Sunday, August 3, 2008

Women and Men

I feel like on this trip, I only got an introduction to the status of women in India. It feels very different than in Africa. In the African countries I have been to, life is very hard for women, but it is easy to connect as most will smile back if you smile or say hello. In India, half the time you just didn't see the women (in businesses, stores, hotels, etc) and when you did, many either didn't look at you, or stared at you but did not return your smile (a few did). There were other more private settings where I met women (in the wedding, in the haveli), and the interactions were warm and personal, but I felt that these opportunities were rare. For the most part, the women seem invisible. I need to ask Anita more about this, because I was only there for 2 weeks, and I was on the tourist trail, so maybe that affected my experience.
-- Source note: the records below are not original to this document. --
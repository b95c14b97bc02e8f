//! In-process store used for tests and `--memory-store` development runs

use async_trait::async_trait;
use std::collections::HashMap;
use std::sync::atomic::{AtomicBool, Ordering};
use std::sync::Arc;
use tokio::sync::RwLock;

use super::KeyValueStore;
use crate::{Error, Result};

#[derive(Default)]
struct Inner {
    hashes: HashMap<String, HashMap<String, String>>,
    sorted_sets: HashMap<String, HashMap<String, i64>>,
}

/// Volatile store with Redis-compatible ordering semantics
///
/// Cloning shares the underlying data.
#[derive(Clone, Default)]
pub struct MemoryStore {
    inner: Arc<RwLock<Inner>>,
    unavailable: Arc<AtomicBool>,
    zadd_failing: Arc<AtomicBool>,
}

impl MemoryStore {
    pub fn new() -> Self {
        Self::default()
    }

    /// Make every subsequent call fail with `StoreUnavailable` (outage simulation)
    pub fn set_unavailable(&self, unavailable: bool) {
        self.unavailable.store(unavailable, Ordering::SeqCst);
    }

    /// Make only `zadd` fail, leaving hash writes working
    pub fn set_zadd_failing(&self, failing: bool) {
        self.zadd_failing.store(failing, Ordering::SeqCst);
    }

    fn check_available(&self) -> Result<()> {
        if self.unavailable.load(Ordering::SeqCst) {
            Err(Error::StoreUnavailable("memory store marked unavailable".into()))
        } else {
            Ok(())
        }
    }
}

#[async_trait]
impl KeyValueStore for MemoryStore {
    async fn hset_multiple(&self, key: &str, fields: &[(&str, String)]) -> Result<()> {
        self.check_available()?;
        let mut inner = self.inner.write().await;
        let hash = inner.hashes.entry(key.to_string()).or_default();
        for (field, value) in fields {
            hash.insert((*field).to_string(), value.clone());
        }
        Ok(())
    }

    async fn hgetall(&self, key: &str) -> Result<HashMap<String, String>> {
        self.check_available()?;
        let inner = self.inner.read().await;
        Ok(inner.hashes.get(key).cloned().unwrap_or_default())
    }

    async fn zadd(&self, key: &str, member: &str, score: i64) -> Result<()> {
        self.check_available()?;
        if self.zadd_failing.load(Ordering::SeqCst) {
            return Err(Error::StoreUnavailable("zadd failed".into()));
        }
        let mut inner = self.inner.write().await;
        inner
            .sorted_sets
            .entry(key.to_string())
            .or_default()
            .insert(member.to_string(), score);
        Ok(())
    }

    async fn zrange(&self, key: &str, start: isize, stop: isize) -> Result<Vec<String>> {
        self.check_available()?;
        let inner = self.inner.read().await;
        let Some(set) = inner.sorted_sets.get(key) else {
            return Ok(Vec::new());
        };

        // Redis orders by score, then lexicographically by member
        let mut members: Vec<(&String, i64)> = set.iter().map(|(m, s)| (m, *s)).collect();
        members.sort_by(|a, b| a.1.cmp(&b.1).then_with(|| a.0.cmp(b.0)));

        let Some((from, to)) = normalize_range(members.len(), start, stop) else {
            return Ok(Vec::new());
        };
        Ok(members[from..=to].iter().map(|(m, _)| (*m).clone()).collect())
    }

    async fn scan_keys(&self, pattern: &str) -> Result<Vec<String>> {
        self.check_available()?;
        let inner = self.inner.read().await;
        let mut keys: Vec<String> = inner
            .hashes
            .keys()
            .chain(inner.sorted_sets.keys())
            .filter(|k| glob_match(pattern, k))
            .cloned()
            .collect();
        keys.sort();
        Ok(keys)
    }
}

/// Resolve Redis-style inclusive, possibly negative, indices against `len`
fn normalize_range(len: usize, start: isize, stop: isize) -> Option<(usize, usize)> {
    let len = len as isize;
    let start = if start < 0 { (len + start).max(0) } else { start };
    let stop = if stop < 0 { len + stop } else { stop.min(len - 1) };
    if len == 0 || start > stop || start >= len {
        return None;
    }
    Some((start as usize, stop as usize))
}

/// Match `text` against a pattern whose only wildcard is `*`
fn glob_match(pattern: &str, text: &str) -> bool {
    let parts: Vec<&str> = pattern.split('*').collect();
    if parts.len() == 1 {
        return pattern == text;
    }

    let first = parts[0];
    let last = parts[parts.len() - 1];
    if !text.starts_with(first) || text.len() < first.len() + last.len() {
        return false;
    }

    let mut rest = &text[first.len()..text.len() - last.len()];
    for part in &parts[1..parts.len() - 1] {
        match rest.find(part) {
            Some(idx) => rest = &rest[idx + part.len()..],
            None => return false,
        }
    }
    text.ends_with(last)
}
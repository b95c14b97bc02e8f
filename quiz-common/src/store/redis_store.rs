//! Redis-backed store
//!
//! A single `ConnectionManager` multiplexes all requests over one connection
//! and reconnects on its own after failures. Each command runs once, bounded by
//! the configured timeout; nothing is retried here.

use async_trait::async_trait;
use redis::{aio::ConnectionManager, AsyncCommands, Client};
use std::collections::HashMap;
use std::future::Future;
use std::time::Duration;
use tracing::{debug, info};

use super::KeyValueStore;
use crate::{Error, Result};

/// Keys fetched per SCAN round trip
const SCAN_BATCH: usize = 100;

#[derive(Clone)]
pub struct RedisStore {
    connection: ConnectionManager,
    timeout: Duration,
}

impl RedisStore {
    /// Open a managed connection to `redis_url`
    ///
    /// # Errors
    /// `StoreUnavailable` if the URL is malformed or the server cannot be
    /// reached within `timeout`.
    pub async fn connect(redis_url: &str, timeout: Duration) -> Result<Self> {
        let client = Client::open(redis_url)?;
        let connection = tokio::time::timeout(timeout, client.get_connection_manager())
            .await
            .map_err(|_| {
                Error::StoreUnavailable(format!("Timed out connecting to {}", redis_url))
            })??;

        info!("Connected to Redis at {}", redis_url);
        Ok(Self {
            connection,
            timeout,
        })
    }

    async fn run<T, F>(&self, op: &str, fut: F) -> Result<T>
    where
        F: Future<Output = redis::RedisResult<T>>,
    {
        match tokio::time::timeout(self.timeout, fut).await {
            Ok(result) => result.map_err(Error::from),
            Err(_) => Err(Error::StoreUnavailable(format!(
                "{} timed out after {} ms",
                op,
                self.timeout.as_millis()
            ))),
        }
    }
}

#[async_trait]
impl KeyValueStore for RedisStore {
    async fn hset_multiple(&self, key: &str, fields: &[(&str, String)]) -> Result<()> {
        if fields.is_empty() {
            return Ok(());
        }
        let mut conn = self.connection.clone();
        self.run("HSET", async move { conn.hset_multiple(key, fields).await })
            .await
    }

    async fn hgetall(&self, key: &str) -> Result<HashMap<String, String>> {
        let mut conn = self.connection.clone();
        self.run("HGETALL", async move { conn.hgetall(key).await })
            .await
    }

    async fn zadd(&self, key: &str, member: &str, score: i64) -> Result<()> {
        let mut conn = self.connection.clone();
        self.run("ZADD", async move {
            let _added: i64 = conn.zadd(key, member, score).await?;
            Ok::<(), redis::RedisError>(())
        })
        .await
    }

    async fn zrange(&self, key: &str, start: isize, stop: isize) -> Result<Vec<String>> {
        let mut conn = self.connection.clone();
        self.run("ZRANGE", async move { conn.zrange(key, start, stop).await })
            .await
    }

    async fn scan_keys(&self, pattern: &str) -> Result<Vec<String>> {
        let mut conn = self.connection.clone();
        let keys = self
            .run("SCAN", async move {
                let mut keys = Vec::new();
                let mut cursor: u64 = 0;
                loop {
                    let (next, batch): (u64, Vec<String>) = redis::cmd("SCAN")
                        .arg(cursor)
                        .arg("MATCH")
                        .arg(pattern)
                        .arg("COUNT")
                        .arg(SCAN_BATCH)
                        .query_async(&mut conn)
                        .await?;
                    keys.extend(batch);
                    if next == 0 {
                        break;
                    }
                    cursor = next;
                }
                Ok::<_, redis::RedisError>(keys)
            })
            .await?;

        debug!("SCAN {} matched {} keys", pattern, keys.len());
        Ok(keys)
    }
}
The interactions with men were strange, too. In other countries, there is a chivalry I never noticed until I realized it was missing in India. I am no damsel-in-distress, but I appreciate the respect implied when someone helps me lift my bag out of a trunk, or hands me something I dropped, or offers polite directions when I ask. Traveling alone, as a woman, sometimes engenders more respect or sympathy from people - the most recent example that comes to mind is Uganda, where scores of Ugandan people went out of their way to help me determine my bus stop or race to catch a plane or prevent me from getting cheated by a moto driver. And so even though it is nerve-wracking to be alone and female sometimes, I am surprised by how many people are willing to help me.

In India, things were a little different. I did find help or sympathy at times, but I found it to be less frequent, and usually only when I requested it. Rickshaw drivers did not help me with my bag - not that I need it, but it is a nice gesture. In interacting with men, I sometimes found a veneer of contempt. Once, on the train, I accidentally dropped my ticket onto the floor from the upper bunk. The four businessmen sitting on lower bunks below looked up at me scowling. Three did not move, and one reluctantly picked it up, turned his head in the opposite direction and handed it to me without looking at me again. It was such a strange interaction.

I don't know how much of it was gender and how much was cultural, but it was odd. I also found that men in stores felt liberated to be quite verbally aggressive to the point of insulting, and I wondered if they were quite as domineering with male foreigners. I wondered if this was my own oversensitive interpretation, but when I asked other travelers, they had sensed a similar strangeness that is hard to verbalize.

Then I contrast that with the warmth and graciousness with which I was received at the wedding. Everyone, male or female, greeted me earnestly. I got lots of stares, but they turned into smiles as soon as I smiled first or said "namaste." People who had never met me before, like Mrs. Sharda, went out of their way to help me find my way among the many customs (saris, shopping, wedding traditions, food). So maybe part of what I had sensed was the cynicism of the tourist trail. It seemed that everyone I met wanted something from me. I also think of the man who managed my car on the train to Delhi - he looked me in the eye, was repsonsive, respectful and helpful. There are several examples like this - the camel driver in Jaisalmer, the occasional normal rickshaw driver (ie. didn't talk my ear off, propose marriage or try to get me to go to some tourist trap souvenir shop), the hotel owner in Jaisalmer, the leather notebook seller in Udaipur and the old man selling textiles in Delhi. Their professionalism made me realize what had been missing the rest of the time.

I am reluctant to post this because I don't mean to label all of India or even imply that my experience is demonstrative. I was there for 2 weeks in some of the most tourist-dense locations for very short periods of time in which I had no chance to get comfortable. It's possible that if I had a longer stay in one place, I would come to understand better how things work, and I would be less uncomfortable. I suppose the fact that much of it was mixed with the gender issue, and it was hard for me to figure out what was what. I think it was just an introduction to Something, and I haven't put my finger on what that Something is yet.